DATA FOR PROCESSING:
--------------------------------------------------

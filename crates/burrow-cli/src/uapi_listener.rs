//! # Control Socket Listener
//!
//! Accepts connections on a unix-domain socket and hands each one to the
//! engine's control protocol. One operation per connection.

use std::fs;
use std::io;
use std::os::unix::net::UnixListener;
use std::path::Path;
use std::sync::Arc;
use std::thread;

use burrow_core::{uapi, Device};
use log::{debug, warn};

/// Bind the control socket and serve it on a background thread
pub fn spawn(device: Arc<Device>, path: &Path) -> io::Result<()> {
    if let Some(parent) = path.parent() {
        fs::create_dir_all(parent)?;
    }
    // a previous instance may have left its socket behind
    let _ = fs::remove_file(path);

    let listener = UnixListener::bind(path)?;
    debug!("control socket at {}", path.display());

    thread::spawn(move || {
        for stream in listener.incoming() {
            match stream {
                Ok(mut stream) => {
                    let device = Arc::clone(&device);
                    thread::spawn(move || uapi::handle(&device, &mut stream));
                }
                Err(e) => {
                    warn!("control socket accept failed: {}", e);
                    break;
                }
            }
        }
    });

    Ok(())
}
//! # Handshake Pump
//!
//! Single consumer of the handshake queue. Every element passes the MAC1
//! gate; under load it must additionally carry a valid MAC2 (or be answered
//! with a cookie reply) and survive the per-source rate limiter. Surviving
//! initiations and responses drive the Noise handshake and install fresh
//! key-pairs into the owning peer's `next` slot.

use std::net::SocketAddr;
use std::sync::atomic::Ordering;
use std::sync::Arc;

use crossbeam_channel::select;
use log::{debug, error, info};

use crate::device::Device;
use crate::queue::HandshakeElement;
use burrow_protocol::{
    consume_initiation, MessageInitiation, MessageResponse, MessageType,
};

pub(crate) fn run_handshake(device: Arc<Device>) {
    debug!("routine: handshake pump started");
    loop {
        let elem = select! {
            recv(device.stop_rx) -> _ => break,
            recv(device.queue_handshake_rx) -> elem => match elem {
                Ok(elem) => elem,
                Err(_) => break,
            },
        };

        let HandshakeElement {
            msg_type,
            buffer,
            len,
            source,
        } = elem;
        handle_packet(&device, msg_type, &buffer[..len], source);
        device.pool.put(buffer);
    }
    debug!("routine: handshake pump stopped");
}

fn handle_packet(device: &Arc<Device>, msg_type: MessageType, packet: &[u8], source: SocketAddr) {
    let busy = device.under_load.load(Ordering::Acquire);

    {
        let mut checker_guard = device.cookie_checker.lock();
        let checker = match checker_guard.as_mut() {
            // no identity configured: nothing can authenticate
            None => return,
            Some(checker) => checker,
        };

        if !checker.check_mac1(packet) {
            debug!("packet with invalid mac1 from {}", source);
            return;
        }

        if busy && !checker.check_mac2(packet, &source) {
            // "sender" always follows "type"
            let sender = u32::from_le_bytes([packet[4], packet[5], packet[6], packet[7]]);
            match checker.create_cookie_reply(packet, sender, &source) {
                Ok(reply) => {
                    drop(checker_guard);
                    if let Err(e) = device.send_udp(&reply.to_bytes(), source) {
                        debug!("failed to send cookie reply: {}", e);
                    }
                }
                Err(e) => error!("failed to create cookie reply: {}", e),
            }
            return;
        }
    }

    if busy && !device.rate_limiter.allow(source.ip()) {
        debug!("rate-limited handshake from {}", source);
        return;
    }

    match msg_type {
        MessageType::Initiation => handle_initiation(device, packet, source),
        MessageType::Response => handle_response(device, packet, source),
        _ => error!("invalid message type in handshake queue"),
    }
}

fn handle_initiation(device: &Arc<Device>, packet: &[u8], source: SocketAddr) {
    let message = match MessageInitiation::from_bytes(packet) {
        Ok(message) => message,
        Err(e) => {
            debug!("malformed initiation from {}: {}", source, e);
            return;
        }
    };

    let keys_guard = device.static_keys.read();
    let keys = match keys_guard.as_ref() {
        Some(keys) => keys,
        None => return,
    };

    let incoming = match consume_initiation(keys, &message) {
        Ok(incoming) => incoming,
        Err(_) => {
            info!("invalid initiation message from {}", source);
            return;
        }
    };

    let peer = match device.find_peer(&incoming.remote_static) {
        Some(peer) => peer,
        None => {
            info!("initiation from unconfigured peer at {}", source);
            return;
        }
    };

    let created = {
        let mut handshake = peer.handshake.lock();
        if let Err(e) = handshake.apply_initiation(incoming) {
            debug!("{} rejected initiation: {}", peer.log_id(), e);
            return;
        }

        peer.timer_any_authenticated_packet_traversal();
        peer.timer_any_authenticated_packet_received();

        // the authenticated source becomes the peer's endpoint
        *peer.endpoint.lock() = Some(source);

        let previous = handshake.local_index();
        let index = device.index.new_index(&peer);
        if previous != 0 {
            device.index.remove_if_stale(previous);
        }
        handshake.set_local_index(index);

        match handshake.create_response(keys) {
            Ok((response, session)) => {
                peer.timer_ephemeral_key_created();
                Some((response, session))
            }
            Err(e) => {
                error!("{} failed to create response: {}", peer.log_id(), e);
                device.index.remove(index);
                None
            }
        }
    };
    drop(keys_guard);

    let (response, session) = match created {
        Some(created) => created,
        None => return,
    };

    device.install_key_pair(&peer, session);

    let mut bytes = response.to_bytes();
    peer.cookie_generator.lock().add_macs(&mut bytes);

    debug!("{} sending handshake response", peer.log_id());
    match device.send_udp(&bytes, source) {
        Ok(_) => {
            peer.tx_bytes.fetch_add(bytes.len() as u64, Ordering::Relaxed);
            peer.timer_any_authenticated_packet_traversal();
        }
        Err(e) => debug!("{} failed to send response: {}", peer.log_id(), e),
    }
}

fn handle_response(device: &Arc<Device>, packet: &[u8], source: SocketAddr) {
    let message = match MessageResponse::from_bytes(packet) {
        Ok(message) => message,
        Err(e) => {
            debug!("malformed response from {}: {}", source, e);
            return;
        }
    };

    let keys_guard = device.static_keys.read();
    let keys = match keys_guard.as_ref() {
        Some(keys) => keys,
        None => return,
    };

    let peer = match device.lookup_handshake_peer(message.receiver_index) {
        Some(peer) => peer,
        None => {
            info!("response for unknown handshake from {}", source);
            return;
        }
    };

    let session = {
        let mut handshake = peer.handshake.lock();
        match handshake.consume_response(keys, &message) {
            Ok(session) => session,
            Err(_) => {
                info!("invalid response message from {}", source);
                return;
            }
        }
    };
    drop(keys_guard);

    peer.timer_any_authenticated_packet_traversal();
    peer.timer_any_authenticated_packet_received();
    peer.timer_handshake_complete();

    device.install_key_pair(&peer, session);

    // confirm the fresh key-pair towards the responder
    peer.send_keepalive(device);
}

// ═══════════════════════════════════════════════════════════════════════════
// TESTS
// ═══════════════════════════════════════════════════════════════════════════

--------------------------------------------------

PROMPT: I'd like the entries above reproduced in full, exactly as they stand.

EXERCISE SOLUTION:
filename crates/burrow-cli/src/uapi_listener.rs
//! # Control Socket Listener
//!
//! Accepts connections on a unix-domain socket and hands each one to the
//! engine's control protocol. One operation per connection.

use std::fs;
use std::io;
use std::os::unix::net::UnixListener;
use std::path::Path;
use std::sync::Arc;
use std::thread;

use burrow_core::{uapi, Device};
use log::{debug, warn};

/// Bind the control socket and serve it on a background thread
pub fn spawn(device: Arc<Device>, path: &Path) -> io::Result<()> {
    if let Some(parent) = path.parent() {
        fs::create_dir_all(parent)?;
    }
    // a previous instance may have left its socket behind
    let _ = fs::remove_file(path);

    let listener = UnixListener::bind(path)?;
    debug!("control socket at {}", path.display());

    thread::spawn(move || {
        for stream in listener.incoming() {
            match stream {
                Ok(mut stream) => {
                    let device = Arc::clone(&device);
                    thread::spawn(move || uapi::handle(&device, &mut stream));
                }
                Err(e) => {
                    warn!("control socket accept failed: {}", e);
                    break;
                }
            }
        }
    });

    Ok(())
}
//! # Handshake Pump
//!
//! Single consumer of the handshake queue. Every element passes the MAC1
//! gate; under load it must additionally carry a valid MAC2 (or be answered
//! with a cookie reply) and survive the per-source rate limiter. Surviving
//! initiations and responses drive the Noise handshake and install fresh
//! key-pairs into the owning peer's `next` slot.

use std::net::SocketAddr;
use std::sync::atomic::Ordering;
use std::sync::Arc;

use crossbeam_channel::select;
use log::{debug, error, info};

use crate::device::Device;
use crate::queue::HandshakeElement;
use burrow_protocol::{
    consume_initiation, MessageInitiation, MessageResponse, MessageType,
};

pub(crate) fn run_handshake(device: Arc<Device>) {
    debug!("routine: handshake pump started");
    loop {
        let elem = select! {
            recv(device.stop_rx) -> _ => break,
            recv(device.queue_handshake_rx) -> elem => match elem {
                Ok(elem) => elem,
                Err(_) => break,
            },
        };

        let HandshakeElement {
            msg_type,
            buffer,
            len,
            source,
        } = elem;
        handle_packet(&device, msg_type, &buffer[..len], source);
        device.pool.put(buffer);
    }
    debug!("routine: handshake pump stopped");
}

fn handle_packet(device: &Arc<Device>, msg_type: MessageType, packet: &[u8], source: SocketAddr) {
    let busy = device.under_load.load(Ordering::Acquire);

    {
        let mut checker_guard = device.cookie_checker.lock();
        let checker = match checker_guard.as_mut() {
            // no identity configured: nothing can authenticate
            None => return,
            Some(checker) => checker,
        };

        if !checker.check_mac1(packet) {
            debug!("packet with invalid mac1 from {}", source);
            return;
        }

        if busy && !checker.check_mac2(packet, &source) {
            // "sender" always follows "type"
            let sender = u32::from_le_bytes([packet[4], packet[5], packet[6], packet[7]]);
            match checker.create_cookie_reply(packet, sender, &source) {
                Ok(reply) => {
                    drop(checker_guard);
                    if let Err(e) = device.send_udp(&reply.to_bytes(), source) {
                        debug!("failed to send cookie reply: {}", e);
                    }
                }
                Err(e) => error!("failed to create cookie reply: {}", e),
            }
            return;
        }
    }

    if busy && !device.rate_limiter.allow(source.ip()) {
        debug!("rate-limited handshake from {}", source);
        return;
    }

    match msg_type {
        MessageType::Initiation => handle_initiation(device, packet, source),
        MessageType::Response => handle_response(device, packet, source),
        _ => error!("invalid message type in handshake queue"),
    }
}

fn handle_initiation(device: &Arc<Device>, packet: &[u8], source: SocketAddr) {
    let message = match MessageInitiation::from_bytes(packet) {
        Ok(message) => message,
        Err(e) => {
            debug!("malformed initiation from {}: {}", source, e);
            return;
        }
    };

    let keys_guard = device.static_keys.read();
    let keys = match keys_guard.as_ref() {
        Some(keys) => keys,
        None => return,
    };

    let incoming = match consume_initiation(keys, &message) {
        Ok(incoming) => incoming,
        Err(_) => {
            info!("invalid initiation message from {}", source);
            return;
        }
    };

    let peer = match device.find_peer(&incoming.remote_static) {
        Some(peer) => peer,
        None => {
            info!("initiation from unconfigured peer at {}", source);
            return;
        }
    };

    let created = {
        let mut handshake = peer.handshake.lock();
        if let Err(e) = handshake.apply_initiation(incoming) {
            debug!("{} rejected initiation: {}", peer.log_id(), e);
            return;
        }

        peer.timer_any_authenticated_packet_traversal();
        peer.timer_any_authenticated_packet_received();

        // the authenticated source becomes the peer's endpoint
        *peer.endpoint.lock() = Some(source);

        let previous = handshake.local_index();
        let index = device.index.new_index(&peer);
        if previous != 0 {
            device.index.remove_if_stale(previous);
        }
        handshake.set_local_index(index);

        match handshake.create_response(keys) {
            Ok((response, session)) => {
                peer.timer_ephemeral_key_created();
                Some((response, session))
            }
            Err(e) => {
                error!("{} failed to create response: {}", peer.log_id(), e);
                device.index.remove(index);
                None
            }
        }
    };
    drop(keys_guard);

    let (response, session) = match created {
        Some(created) => created,
        None => return,
    };

    device.install_key_pair(&peer, session);

    let mut bytes = response.to_bytes();
    peer.cookie_generator.lock().add_macs(&mut bytes);

    debug!("{} sending handshake response", peer.log_id());
    match device.send_udp(&bytes, source) {
        Ok(_) => {
            peer.tx_bytes.fetch_add(bytes.len() as u64, Ordering::Relaxed);
            peer.timer_any_authenticated_packet_traversal();
        }
        Err(e) => debug!("{} failed to send response: {}", peer.log_id(), e),
    }
}

fn handle_response(device: &Arc<Device>, packet: &[u8], source: SocketAddr) {
    let message = match MessageResponse::from_bytes(packet) {
        Ok(message) => message,
        Err(e) => {
            debug!("malformed response from {}: {}", source, e);
            return;
        }
    };

    let keys_guard = device.static_keys.read();
    let keys = match keys_guard.as_ref() {
        Some(keys) => keys,
        None => return,
    };

    let peer = match device.lookup_handshake_peer(message.receiver_index) {
        Some(peer) => peer,
        None => {
            info!("response for unknown handshake from {}", source);
            return;
        }
    };

    let session = {
        let mut handshake = peer.handshake.lock();
        match handshake.consume_response(keys, &message) {
            Ok(session) => session,
            Err(_) => {
                info!("invalid response message from {}", source);
                return;
            }
        }
    };
    drop(keys_guard);

    peer.timer_any_authenticated_packet_traversal();
    peer.timer_any_authenticated_packet_received();
    peer.timer_handshake_complete();

    device.install_key_pair(&peer, session);

    // confirm the fresh key-pair towards the responder
    peer.send_keepalive(device);
}

// ═══════════════════════════════════════════════════════════════════════════
// TESTS
// ═══════════════════════════════════════════════════════════════════════════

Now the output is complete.